* [REQUIREMENT]:
Look below for the line containing "repository 2e4b6209905ca682"; from there, print each line exactly up to and including the line containing "#[async_trait]", and stop.

:::

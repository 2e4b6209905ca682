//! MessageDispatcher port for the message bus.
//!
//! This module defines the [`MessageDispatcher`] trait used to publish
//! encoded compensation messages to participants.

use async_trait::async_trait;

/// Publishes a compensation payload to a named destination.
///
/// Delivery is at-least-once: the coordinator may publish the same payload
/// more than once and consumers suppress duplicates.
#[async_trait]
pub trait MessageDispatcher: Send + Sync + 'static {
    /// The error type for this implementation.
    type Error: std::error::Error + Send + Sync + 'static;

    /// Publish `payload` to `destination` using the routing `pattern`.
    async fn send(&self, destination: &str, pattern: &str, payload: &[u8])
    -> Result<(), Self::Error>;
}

:::

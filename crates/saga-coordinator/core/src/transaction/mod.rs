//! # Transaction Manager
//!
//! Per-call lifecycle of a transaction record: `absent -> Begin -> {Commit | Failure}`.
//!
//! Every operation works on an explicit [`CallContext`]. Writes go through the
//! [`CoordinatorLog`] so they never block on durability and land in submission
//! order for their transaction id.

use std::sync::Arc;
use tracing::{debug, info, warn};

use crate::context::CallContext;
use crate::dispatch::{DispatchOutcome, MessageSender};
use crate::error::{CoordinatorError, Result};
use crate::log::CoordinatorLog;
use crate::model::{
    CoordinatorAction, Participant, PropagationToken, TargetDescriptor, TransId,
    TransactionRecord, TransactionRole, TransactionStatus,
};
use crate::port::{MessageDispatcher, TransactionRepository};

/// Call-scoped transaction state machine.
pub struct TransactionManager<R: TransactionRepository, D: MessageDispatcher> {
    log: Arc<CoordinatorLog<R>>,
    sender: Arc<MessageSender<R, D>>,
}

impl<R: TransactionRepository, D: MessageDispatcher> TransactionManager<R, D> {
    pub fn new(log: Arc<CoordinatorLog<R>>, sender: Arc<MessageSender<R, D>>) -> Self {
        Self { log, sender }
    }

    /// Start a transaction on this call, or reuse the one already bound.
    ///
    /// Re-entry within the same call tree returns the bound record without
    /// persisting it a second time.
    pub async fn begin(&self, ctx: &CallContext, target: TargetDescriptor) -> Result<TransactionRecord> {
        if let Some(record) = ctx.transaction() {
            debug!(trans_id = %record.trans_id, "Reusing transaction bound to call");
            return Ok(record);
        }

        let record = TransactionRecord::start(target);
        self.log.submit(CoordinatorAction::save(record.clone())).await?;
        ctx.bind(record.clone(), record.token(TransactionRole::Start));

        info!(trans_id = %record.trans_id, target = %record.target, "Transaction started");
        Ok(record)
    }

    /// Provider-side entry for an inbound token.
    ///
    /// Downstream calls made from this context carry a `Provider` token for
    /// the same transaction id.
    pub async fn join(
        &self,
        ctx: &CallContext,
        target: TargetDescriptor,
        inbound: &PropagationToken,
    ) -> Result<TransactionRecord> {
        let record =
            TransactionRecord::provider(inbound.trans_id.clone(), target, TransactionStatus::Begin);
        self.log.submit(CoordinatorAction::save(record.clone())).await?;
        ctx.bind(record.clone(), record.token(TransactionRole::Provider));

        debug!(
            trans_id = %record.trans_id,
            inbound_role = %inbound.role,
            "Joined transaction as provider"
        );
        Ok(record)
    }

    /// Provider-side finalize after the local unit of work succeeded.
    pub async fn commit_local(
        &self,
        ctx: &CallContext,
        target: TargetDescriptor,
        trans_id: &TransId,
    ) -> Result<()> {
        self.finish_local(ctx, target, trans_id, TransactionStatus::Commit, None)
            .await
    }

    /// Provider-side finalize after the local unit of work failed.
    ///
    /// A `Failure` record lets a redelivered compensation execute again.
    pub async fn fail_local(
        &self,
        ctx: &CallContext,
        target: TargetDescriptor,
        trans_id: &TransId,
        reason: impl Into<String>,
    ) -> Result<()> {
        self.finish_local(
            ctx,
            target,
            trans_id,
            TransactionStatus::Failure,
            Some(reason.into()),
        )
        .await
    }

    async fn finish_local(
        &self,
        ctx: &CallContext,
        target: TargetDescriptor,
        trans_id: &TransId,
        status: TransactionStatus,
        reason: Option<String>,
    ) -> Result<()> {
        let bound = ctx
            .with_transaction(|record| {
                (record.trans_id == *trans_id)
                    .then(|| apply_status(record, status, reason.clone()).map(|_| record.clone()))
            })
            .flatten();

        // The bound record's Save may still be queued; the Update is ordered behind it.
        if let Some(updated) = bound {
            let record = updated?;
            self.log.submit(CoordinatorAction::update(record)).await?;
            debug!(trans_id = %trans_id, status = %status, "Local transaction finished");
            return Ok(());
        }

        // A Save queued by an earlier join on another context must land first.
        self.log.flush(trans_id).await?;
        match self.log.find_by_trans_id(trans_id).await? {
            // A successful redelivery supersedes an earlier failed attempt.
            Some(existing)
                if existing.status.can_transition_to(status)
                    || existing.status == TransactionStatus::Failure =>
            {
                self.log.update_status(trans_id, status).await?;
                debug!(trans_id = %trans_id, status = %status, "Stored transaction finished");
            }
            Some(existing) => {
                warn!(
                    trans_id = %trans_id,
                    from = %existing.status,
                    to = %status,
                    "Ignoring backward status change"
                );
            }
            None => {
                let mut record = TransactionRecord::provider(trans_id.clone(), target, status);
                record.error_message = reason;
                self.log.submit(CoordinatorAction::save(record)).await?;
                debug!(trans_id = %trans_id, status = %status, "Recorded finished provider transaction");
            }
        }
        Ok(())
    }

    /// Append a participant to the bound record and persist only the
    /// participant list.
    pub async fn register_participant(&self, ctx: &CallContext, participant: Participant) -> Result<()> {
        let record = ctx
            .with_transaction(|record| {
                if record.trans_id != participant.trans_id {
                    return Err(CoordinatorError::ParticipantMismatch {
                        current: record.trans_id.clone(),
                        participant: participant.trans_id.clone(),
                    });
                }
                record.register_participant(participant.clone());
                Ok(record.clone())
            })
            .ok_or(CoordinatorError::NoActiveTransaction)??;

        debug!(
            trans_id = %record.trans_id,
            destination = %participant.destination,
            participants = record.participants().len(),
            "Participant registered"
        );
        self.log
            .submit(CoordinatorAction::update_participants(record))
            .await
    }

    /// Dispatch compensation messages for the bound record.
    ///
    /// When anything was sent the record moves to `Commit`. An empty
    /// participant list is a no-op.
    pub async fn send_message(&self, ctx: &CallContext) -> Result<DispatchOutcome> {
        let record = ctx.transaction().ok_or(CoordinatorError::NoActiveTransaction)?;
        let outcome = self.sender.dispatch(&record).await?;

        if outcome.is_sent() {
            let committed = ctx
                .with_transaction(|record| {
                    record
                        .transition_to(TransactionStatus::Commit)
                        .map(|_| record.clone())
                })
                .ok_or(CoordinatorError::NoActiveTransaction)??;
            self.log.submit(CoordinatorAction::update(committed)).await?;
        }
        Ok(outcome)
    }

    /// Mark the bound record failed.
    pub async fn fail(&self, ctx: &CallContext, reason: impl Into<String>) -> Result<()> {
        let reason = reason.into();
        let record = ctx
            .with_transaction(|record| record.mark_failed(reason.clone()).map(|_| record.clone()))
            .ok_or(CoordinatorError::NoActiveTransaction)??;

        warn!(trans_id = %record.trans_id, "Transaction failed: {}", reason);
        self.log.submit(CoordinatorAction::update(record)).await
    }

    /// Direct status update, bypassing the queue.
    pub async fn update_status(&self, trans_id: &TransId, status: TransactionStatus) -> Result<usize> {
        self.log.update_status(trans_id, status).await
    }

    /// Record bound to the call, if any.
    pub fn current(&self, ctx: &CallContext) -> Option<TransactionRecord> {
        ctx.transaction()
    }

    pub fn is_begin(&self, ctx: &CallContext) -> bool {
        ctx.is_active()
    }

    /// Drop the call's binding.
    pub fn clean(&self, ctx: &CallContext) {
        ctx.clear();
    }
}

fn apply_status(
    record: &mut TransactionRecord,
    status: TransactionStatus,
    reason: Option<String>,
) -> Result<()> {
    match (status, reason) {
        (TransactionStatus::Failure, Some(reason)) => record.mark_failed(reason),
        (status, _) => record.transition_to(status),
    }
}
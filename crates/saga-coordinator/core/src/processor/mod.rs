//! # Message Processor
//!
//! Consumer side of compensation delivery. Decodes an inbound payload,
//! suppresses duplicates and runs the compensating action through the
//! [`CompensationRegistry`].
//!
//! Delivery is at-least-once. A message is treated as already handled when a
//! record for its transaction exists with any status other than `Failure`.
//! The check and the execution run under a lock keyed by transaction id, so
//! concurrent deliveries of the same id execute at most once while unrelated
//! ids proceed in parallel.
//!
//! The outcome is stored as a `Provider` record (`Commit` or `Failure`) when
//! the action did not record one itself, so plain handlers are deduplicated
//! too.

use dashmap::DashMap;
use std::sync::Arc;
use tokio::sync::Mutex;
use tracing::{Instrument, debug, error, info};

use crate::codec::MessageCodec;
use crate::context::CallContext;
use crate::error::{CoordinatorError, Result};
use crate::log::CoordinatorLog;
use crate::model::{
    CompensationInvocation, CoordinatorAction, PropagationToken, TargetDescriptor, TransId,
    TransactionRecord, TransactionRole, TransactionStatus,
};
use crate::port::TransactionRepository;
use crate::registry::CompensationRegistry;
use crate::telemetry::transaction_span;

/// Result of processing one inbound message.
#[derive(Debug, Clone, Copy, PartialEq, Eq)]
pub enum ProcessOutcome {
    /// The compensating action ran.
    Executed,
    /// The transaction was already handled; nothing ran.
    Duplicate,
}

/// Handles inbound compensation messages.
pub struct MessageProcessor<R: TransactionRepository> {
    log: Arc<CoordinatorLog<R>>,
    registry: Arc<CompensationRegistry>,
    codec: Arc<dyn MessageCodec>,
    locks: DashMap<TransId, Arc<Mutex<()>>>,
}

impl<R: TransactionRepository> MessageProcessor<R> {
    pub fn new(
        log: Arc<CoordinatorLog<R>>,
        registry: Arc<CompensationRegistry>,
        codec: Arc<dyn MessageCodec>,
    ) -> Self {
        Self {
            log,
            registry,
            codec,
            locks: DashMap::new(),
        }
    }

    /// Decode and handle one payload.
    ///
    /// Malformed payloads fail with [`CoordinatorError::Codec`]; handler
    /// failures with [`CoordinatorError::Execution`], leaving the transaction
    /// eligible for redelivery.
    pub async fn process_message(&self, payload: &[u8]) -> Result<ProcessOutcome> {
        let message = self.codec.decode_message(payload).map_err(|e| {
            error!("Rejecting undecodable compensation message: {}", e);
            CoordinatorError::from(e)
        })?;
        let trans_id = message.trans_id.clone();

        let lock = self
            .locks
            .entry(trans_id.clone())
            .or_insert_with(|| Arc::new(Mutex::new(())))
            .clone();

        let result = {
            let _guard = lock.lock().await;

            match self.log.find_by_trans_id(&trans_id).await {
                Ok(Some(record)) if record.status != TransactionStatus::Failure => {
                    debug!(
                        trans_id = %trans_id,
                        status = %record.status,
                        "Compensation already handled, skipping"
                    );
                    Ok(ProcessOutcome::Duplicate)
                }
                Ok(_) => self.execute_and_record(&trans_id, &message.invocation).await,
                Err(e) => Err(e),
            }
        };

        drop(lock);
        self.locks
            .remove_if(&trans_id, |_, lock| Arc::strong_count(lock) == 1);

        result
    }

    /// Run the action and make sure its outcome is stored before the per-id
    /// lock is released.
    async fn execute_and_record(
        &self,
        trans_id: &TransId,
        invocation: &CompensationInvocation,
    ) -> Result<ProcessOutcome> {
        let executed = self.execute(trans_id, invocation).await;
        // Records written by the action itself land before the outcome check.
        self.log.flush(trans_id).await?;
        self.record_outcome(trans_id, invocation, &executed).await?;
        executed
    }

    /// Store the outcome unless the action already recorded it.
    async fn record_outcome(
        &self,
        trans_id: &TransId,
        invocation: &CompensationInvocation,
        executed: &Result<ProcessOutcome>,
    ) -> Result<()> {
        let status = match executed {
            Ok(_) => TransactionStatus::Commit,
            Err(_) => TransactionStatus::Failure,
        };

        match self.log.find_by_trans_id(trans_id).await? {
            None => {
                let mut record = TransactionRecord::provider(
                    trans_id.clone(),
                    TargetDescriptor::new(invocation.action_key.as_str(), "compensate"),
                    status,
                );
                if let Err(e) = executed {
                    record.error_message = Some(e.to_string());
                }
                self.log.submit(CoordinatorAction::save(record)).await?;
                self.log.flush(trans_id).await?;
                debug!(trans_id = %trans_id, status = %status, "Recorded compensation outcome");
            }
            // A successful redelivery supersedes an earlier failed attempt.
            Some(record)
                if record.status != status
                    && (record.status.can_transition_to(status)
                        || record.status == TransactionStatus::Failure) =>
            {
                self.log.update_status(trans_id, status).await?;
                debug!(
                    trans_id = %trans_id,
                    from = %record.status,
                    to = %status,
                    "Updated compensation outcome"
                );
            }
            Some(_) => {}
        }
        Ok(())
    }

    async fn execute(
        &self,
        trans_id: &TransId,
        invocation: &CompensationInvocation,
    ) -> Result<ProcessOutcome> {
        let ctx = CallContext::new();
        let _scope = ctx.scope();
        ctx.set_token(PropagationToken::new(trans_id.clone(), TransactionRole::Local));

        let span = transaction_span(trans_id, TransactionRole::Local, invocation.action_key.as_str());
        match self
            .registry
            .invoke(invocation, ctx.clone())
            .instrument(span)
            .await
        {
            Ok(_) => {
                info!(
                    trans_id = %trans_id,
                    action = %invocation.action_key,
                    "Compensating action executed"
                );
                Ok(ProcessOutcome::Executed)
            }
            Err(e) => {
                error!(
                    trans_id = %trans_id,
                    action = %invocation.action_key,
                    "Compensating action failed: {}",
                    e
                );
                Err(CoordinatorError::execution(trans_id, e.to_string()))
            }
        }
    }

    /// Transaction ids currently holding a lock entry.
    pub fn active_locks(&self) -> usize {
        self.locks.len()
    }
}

:::

* [EXERCISE RESULT]:
repository 2e4b6209905ca682
//! MessageDispatcher port for the message bus.
//!
//! This module defines the [`MessageDispatcher`] trait used to publish
//! encoded compensation messages to participants.

use async_trait::async_trait;

/// Publishes a compensation payload to a named destination.
///
/// Delivery is at-least-once: the coordinator may publish the same payload
/// more than once and consumers suppress duplicates.
#[async_trait]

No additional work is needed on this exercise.